**TASK PROMPT**
The required output is the exact run of lines below that opens at the line with "Every node of" and closes at the line with "use std::num::NonZeroU32;".
━━━━━━━━━━
//! Node storage for [`SplayTree`](crate::SplayTree).
//!
//! Every node of one tree lives in that tree's [`NodeArena`]. Links between
//! nodes are [`NodeId`] indices rather than pointers:
//!
//! - `left` / `right` are the owning direction. A node's slot is released
//!   only when the tree detaches it, never because some link went away.
//! - `parent` is a back-reference used for upward traversal while splaying.
//!   It records which child slot of the parent holds this node, so rotations
//!   branch on a [`Side`] tag instead of comparing child links.

use std::num::NonZeroU32;
use std::ops::{Index, IndexMut};

#[cold]
#[inline(never)]
fn assert_free() -> ! {
    panic!("attempted to access a freed node slot");
}

#[cold]
#[inline(never)]
fn capacity_overflow() -> ! {
    panic!("node arena capacity overflow");
}

// =============================================================================
// Handles
// =============================================================================

/// Index of a node inside its tree's arena.
///
/// Stored off-by-one in a `NonZeroU32` so that `Option<NodeId>` is 4 bytes.
/// Handles are not generational: a freed slot is reused by a later insert.
#[derive(Clone, Copy, PartialEq, Eq, Hash)]
#[repr(transparent)]
pub(crate) struct NodeId(NonZeroU32);

impl NodeId {
    fn from_index(index: usize) -> Self {
        match u32::try_from(index + 1).ok().and_then(NonZeroU32::new) {
            Some(raw) => NodeId(raw),
            None => capacity_overflow(),
        }
    }

    #[inline]
    fn index(self) -> usize {
        self.0.get() as usize - 1
    }
}

impl std::fmt::Debug for NodeId {
    fn fmt(&self, f: &mut std::fmt::Formatter<'_>) -> std::fmt::Result {
        write!(f, "NodeId({})", self.index())
    }
}

/// Which child slot of a parent a node occupies.
#[derive(Debug, Clone, Copy, PartialEq, Eq)]
pub(crate) enum Side {
    Left,
    Right,
}

impl Side {
    #[inline]
    pub(crate) fn opposite(self) -> Side {
        match self {
            Side::Left => Side::Right,
            Side::Right => Side::Left,
        }
    }
}

impl std::fmt::Display for Side {
    fn fmt(&self, f: &mut std::fmt::Formatter<'_>) -> std::fmt::Result {
        match self {
            Side::Left => f.write_str("left"),
            Side::Right => f.write_str("right"),
        }
    }
}

/// Non-owning link from a node up to its parent.
#[derive(Debug, Clone, Copy, PartialEq, Eq)]
pub(crate) struct ParentLink {
    pub(crate) id: NodeId,
    /// The child slot of `id` that holds the linked node.
    pub(crate) side: Side,
}

// =============================================================================
// Node
// =============================================================================

#[derive(Debug, Clone)]
pub(crate) struct Node<K, V> {
    pub(crate) key: K,
    pub(crate) value: V,
    pub(crate) left: Option<NodeId>,
    pub(crate) right: Option<NodeId>,
    pub(crate) parent: Option<ParentLink>,
}

impl<K, V> Node<K, V> {
    fn new(key: K, value: V) -> Self {
        Node {
            key,
            value,
            left: None,
            right: None,
            parent: None,
        }
    }

    #[inline]
    pub(crate) fn child(&self, side: Side) -> Option<NodeId> {
        match side {
            Side::Left => self.left,
            Side::Right => self.right,
        }
    }

    #[inline]
    pub(crate) fn child_mut(&mut self, side: Side) -> &mut Option<NodeId> {
        match side {
            Side::Left => &mut self.left,
            Side::Right => &mut self.right,
        }
    }
}

// =============================================================================
// Node Arena
// =============================================================================

#[derive(Debug, Clone)]
enum Slot<K, V> {
    Occupied(Node<K, V>),
    Free { next: Option<NodeId> },
}

/// Slot arena with an intrusive free list.
#[derive(Debug, Clone)]
pub(crate) struct NodeArena<K, V> {
    slots: Vec<Slot<K, V>>,
    free_head: Option<NodeId>,
    live: usize,
}

impl<K, V> NodeArena<K, V> {
    pub(crate) fn new() -> Self {
        NodeArena {
            slots: Vec::new(),
            free_head: None,
            live: 0,
        }
    }

    /// Number of occupied slots.
    #[inline]
    pub(crate) fn live(&self) -> usize {
        self.live
    }

    pub(crate) fn clear(&mut self) {
        self.slots.clear();
        self.free_head = None;
        self.live = 0;
    }

    /// Allocate a detached node (no parent, no children).
    pub(crate) fn alloc(&mut self, key: K, value: V) -> NodeId {
        let node = Slot::Occupied(Node::new(key, value));
        self.live += 1;
        match self.free_head {
            Some(id) => {
                let old = std::mem::replace(&mut self.slots[id.index()], node);
                self.free_head = match old {
                    Slot::Free { next } => next,
                    Slot::Occupied(_) => unreachable!("free list points at an occupied slot"),
                };
                id
            }
            None => {
                let id = NodeId::from_index(self.slots.len());
                self.slots.push(node);
                id
            }
        }
    }

    /// Release a slot and hand back the node it held.
    ///
    /// The caller must already have unlinked the node from the tree.
    pub(crate) fn free(&mut self, id: NodeId) -> Node<K, V> {
        let old = std::mem::replace(
            &mut self.slots[id.index()],
            Slot::Free {
                next: self.free_head,
            },
        );
        match old {
            Slot::Occupied(node) => {
                self.free_head = Some(id);
                self.live -= 1;
                node
            }
            Slot::Free { next } => {
                // Restore the free list before reporting the bug.
                self.slots[id.index()] = Slot::Free { next };
                assert_free()
            }
        }
    }
}

impl<K, V> Index<NodeId> for NodeArena<K, V> {
    type Output = Node<K, V>;

    #[inline]
    fn index(&self, id: NodeId) -> &Self::Output {
        match &self.slots[id.index()] {
            Slot::Occupied(node) => node,
            Slot::Free { .. } => assert_free(),
        }
    }
}

impl<K, V> IndexMut<NodeId> for NodeArena<K, V> {
    #[inline]
    fn index_mut(&mut self, id: NodeId) -> &mut Self::Output {
        match &mut self.slots[id.index()] {
            Slot::Occupied(node) => node,
            Slot::Free { .. } => assert_free(),
        }
    }
}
━━━━━━━━━━
**RESULT OF THE TASK**
//! Every node of one tree lives in that tree's [`NodeArena`]. Links between
//! nodes are [`NodeId`] indices rather than pointers:
//!
//! - `left` / `right` are the owning direction. A node's slot is released
//!   only when the tree detaches it, never because some link went away.
//! - `parent` is a back-reference used for upward traversal while splaying.
//!   It records which child slot of the parent holds this node, so rotations
//!   branch on a [`Side`] tag instead of comparing child links.

use std::num::NonZeroU32;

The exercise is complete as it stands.